WHAT YOU NEED TO DO – Find how many lines in this data contain the string "could". Respond with only that number.

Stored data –
┄┄┄┄┄┄

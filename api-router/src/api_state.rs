use std::sync::Arc;
use std::time::Duration;

use common::utils::config::AppConfig;
use ingestion_pipeline::{FsIngestor, GitCloner, RepoAcquirer, RepoIngestor};

use crate::middleware_rate_limit::RateGate;

#[derive(Clone)]
pub struct ApiState {
    pub config: AppConfig,
    pub acquirer: Arc<dyn RepoAcquirer>,
    pub ingestor: Arc<dyn RepoIngestor>,
    pub rate: Arc<RateGate>,
}

impl ApiState {
    pub fn new(config: &AppConfig) -> Self {
        Self::new_with_collaborators(
            config,
            Arc::new(GitCloner::new(Duration::from_secs(config.clone_timeout_secs))),
            Arc::new(FsIngestor),
        )
    }

    /// State with substituted acquisition/ingestion collaborators, used
    /// by tests and alternative deployments.
    pub fn new_with_collaborators(
        config: &AppConfig,
        acquirer: Arc<dyn RepoAcquirer>,
        ingestor: Arc<dyn RepoIngestor>,
    ) -> Self {
        Self {
            config: config.clone(),
            acquirer,
            ingestor,
            rate: Arc::new(RateGate::from_config(config)),
        }
    }
}
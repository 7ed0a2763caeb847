use api_router::{api_routes_v1, api_state::ApiState};
use axum::{extract::FromRef, Router};
use common::utils::config::get_config;
use tower_http::trace::TraceLayer;
use tracing::info;
use tracing_subscriber::{fmt, prelude::*, EnvFilter};

#[tokio::main]
async fn main() -> Result<(), Box<dyn std::error::Error>> {
    // Set up tracing
    tracing_subscriber::registry()
        .with(fmt::layer().with_writer(std::io::stderr))
        .with(EnvFilter::from_default_env())
        .try_init()
        .ok();

    // Get config
    let config = get_config()?;

    let api_state = ApiState::new(&config);

    // Create Axum router
    let app = Router::new()
        .nest("/api/v1", api_routes_v1(&api_state))
        .layer(TraceLayer::new_for_http())
        .with_state(AppState { api_state });

    info!("Starting server listening on 0.0.0.0:{}", config.http_port);
    let serve_address = format!("0.0.0.0:{}", config.http_port);
    let listener = tokio::net::TcpListener::bind(serve_address).await?;
    axum::serve(listener, app).await?;

    Ok(())
}

#[derive(Clone, FromRef)]
struct AppState {
    api_state: ApiState,
}
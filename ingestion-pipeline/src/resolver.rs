use std::collections::BTreeSet;
use std::path::{Path, PathBuf};

use common::error::AppError;
use url::Url;
use uuid::Uuid;

use crate::query::{RepoSource, ResolvedQuery};

pub const DEFAULT_MAX_FILE_SIZE: u64 = 10 * 1024 * 1024;

/// Turn a raw source string plus constraints into a [`ResolvedQuery`].
///
/// `http(s)` sources become remote queries with a fresh per-request
/// clone directory under `clone_dir`. Anything else must name an
/// existing local directory, except that when `from_web` is set a bare
/// `owner/repo` shorthand is expanded to a GitHub URL. Ambiguous
/// strings are rejected as validation errors rather than
/// reinterpreted.
pub fn resolve_query(
    source: &str,
    max_file_size: u64,
    from_web: bool,
    include_patterns: Option<BTreeSet<String>>,
    exclude_patterns: Option<BTreeSet<String>>,
    clone_dir: &Path,
) -> Result<ResolvedQuery, AppError> {
    let source = source.trim();
    if source.is_empty() {
        return Err(AppError::Validation("source must not be empty".to_owned()));
    }

    if source.starts_with("http://") || source.starts_with("https://") {
        return resolve_remote(
            source,
            max_file_size,
            include_patterns,
            exclude_patterns,
            clone_dir,
        );
    }

    let path = PathBuf::from(source);
    if path.is_dir() {
        return resolve_local(&path, max_file_size, include_patterns, exclude_patterns);
    }

    if from_web {
        if let Some((owner, repo)) = github_shorthand(source) {
            return resolve_remote(
                &format!("https://github.com/{owner}/{repo}"),
                max_file_size,
                include_patterns,
                exclude_patterns,
                clone_dir,
            );
        }
    }

    Err(AppError::Validation(format!(
        "could not resolve '{source}' as a repository URL or local directory"
    )))
}

fn resolve_remote(
    source: &str,
    max_file_size: u64,
    include_patterns: Option<BTreeSet<String>>,
    exclude_patterns: Option<BTreeSet<String>>,
    clone_dir: &Path,
) -> Result<ResolvedQuery, AppError> {
    let parsed = Url::parse(source)
        .map_err(|e| AppError::Validation(format!("invalid repository URL '{source}': {e}")))?;
    let host = parsed
        .host_str()
        .ok_or_else(|| AppError::Validation(format!("URL '{source}' has no host")))?;

    let segments: Vec<&str> = parsed
        .path_segments()
        .map(|s| s.filter(|p| !p.is_empty()).collect())
        .unwrap_or_default();
    if segments.len() < 2 {
        return Err(AppError::Validation(format!(
            "URL '{source}' does not reference a repository"
        )));
    }

    let user_name = segments[0].to_owned();
    let repo_name = segments[1].trim_end_matches(".git").to_owned();

    // Recognize `/tree/<branch>[/<subpath>]` and `/blob/<branch>/<file>`
    // suffixes; everything else after owner/repo is ignored.
    let mut branch = None;
    let mut subpath = "/".to_owned();
    if segments.len() >= 4 && matches!(segments[2], "tree" | "blob") {
        branch = Some(segments[3].to_owned());
        if segments.len() > 4 {
            subpath = format!("/{}", segments[4..].join("/"));
        }
    }

    // Non-default ports are part of the clone address
    let authority = match parsed.port() {
        Some(port) => format!("{host}:{port}"),
        None => host.to_owned(),
    };
    let url = format!("{}://{authority}/{user_name}/{repo_name}", parsed.scheme());
    let slug = format!("{user_name}/{repo_name}");
    let local_path = clone_dir
        .join(Uuid::new_v4().to_string())
        .join(format!("{user_name}-{repo_name}"));

    Ok(ResolvedQuery {
        source: RepoSource::Remote {
            url,
            user_name,
            repo_name,
        },
        slug,
        branch,
        subpath,
        local_path,
        max_file_size,
        include_patterns,
        exclude_patterns,
    })
}

fn resolve_local(
    path: &Path,
    max_file_size: u64,
    include_patterns: Option<BTreeSet<String>>,
    exclude_patterns: Option<BTreeSet<String>>,
) -> Result<ResolvedQuery, AppError> {
    let path = path.canonicalize().map_err(|e| {
        AppError::Validation(format!(
            "could not resolve local path '{}': {e}",
            path.display()
        ))
    })?;

    let name = path
        .file_name()
        .map_or_else(|| "/".to_owned(), |n| n.to_string_lossy().into_owned());
    let slug = match path.parent().and_then(Path::file_name) {
        Some(parent) => format!("{}/{name}", parent.to_string_lossy()),
        None => name,
    };

    Ok(ResolvedQuery {
        source: RepoSource::Local { path: path.clone() },
        slug,
        branch: None,
        subpath: "/".to_owned(),
        local_path: path,
        max_file_size,
        include_patterns,
        exclude_patterns,
    })
}

/// `owner/repo` shorthand: exactly two segments of URL-safe name
/// characters.
fn github_shorthand(source: &str) -> Option<(&str, &str)> {
    let (owner, repo) = source.split_once('/')?;
    let valid = |s: &str| {
        !s.is_empty()
            && s.chars()
                .all(|c| c.is_ascii_alphanumeric() || matches!(c, '-' | '_' | '.'))
    };
    if valid(owner) && valid(repo) {
        Some((owner, repo))
    } else {
        None
    }
}
use std::collections::BTreeSet;

/// Canonicalize a collection of glob patterns: trim each entry, drop
/// empties, deduplicate. `None` means no filtering constraint was
/// requested, which downstream consumers treat differently from a
/// filter that matches nothing.
pub fn normalize_patterns<I, S>(patterns: I) -> Option<BTreeSet<String>>
where
    I: IntoIterator<Item = S>,
    S: AsRef<str>,
{
    let set: BTreeSet<String> = patterns
        .into_iter()
        .map(|p| p.as_ref().trim().to_owned())
        .filter(|p| !p.is_empty())
        .collect();

    if set.is_empty() {
        None
    } else {
        Some(set)
    }
}

/// Parse a comma-delimited pattern list as sent by the flat-parameter
/// transport. Malformed tokens are dropped by the trim/empty rule, not
/// reported.
pub fn parse_pattern_list(raw: &str) -> Option<BTreeSet<String>> {
    normalize_patterns(raw.split(','))
}

#[cfg(test)]
mod tests {
    use super::*;

    #[test]
    fn parses_comma_delimited_list() {
        let set = parse_pattern_list("*.py, *.md, *.txt").unwrap();
        let expected: BTreeSet<String> = ["*.py", "*.md", "*.txt"]
            .iter()
            .map(ToString::to_string)
            .collect();
        assert_eq!(set, expected);
    }

    #[test]
    fn trims_whitespace_and_drops_empty_tokens() {
        let set = parse_pattern_list("*.log,  *.tmp ,, ").unwrap();
        let expected: BTreeSet<String> = ["*.log", "*.tmp"]
            .iter()
            .map(ToString::to_string)
            .collect();
        assert_eq!(set, expected);
    }

    #[test]
    fn deduplicates_entries() {
        let set = parse_pattern_list("*.rs,*.rs, *.rs").unwrap();
        assert_eq!(set.len(), 1);
    }

    #[test]
    fn all_empty_input_means_no_filter() {
        assert_eq!(parse_pattern_list(""), None);
        assert_eq!(parse_pattern_list(" , ,"), None);
        assert_eq!(normalize_patterns(Vec::<String>::new()), None);
    }

    #[test]
    fn normalization_is_idempotent() {
        let canonical = parse_pattern_list("*.py,*.md").unwrap();
        assert_eq!(normalize_patterns(&canonical), Some(canonical.clone()));
    }
}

┄┄┄┄┄┄

REPLY TO THE TASK – 2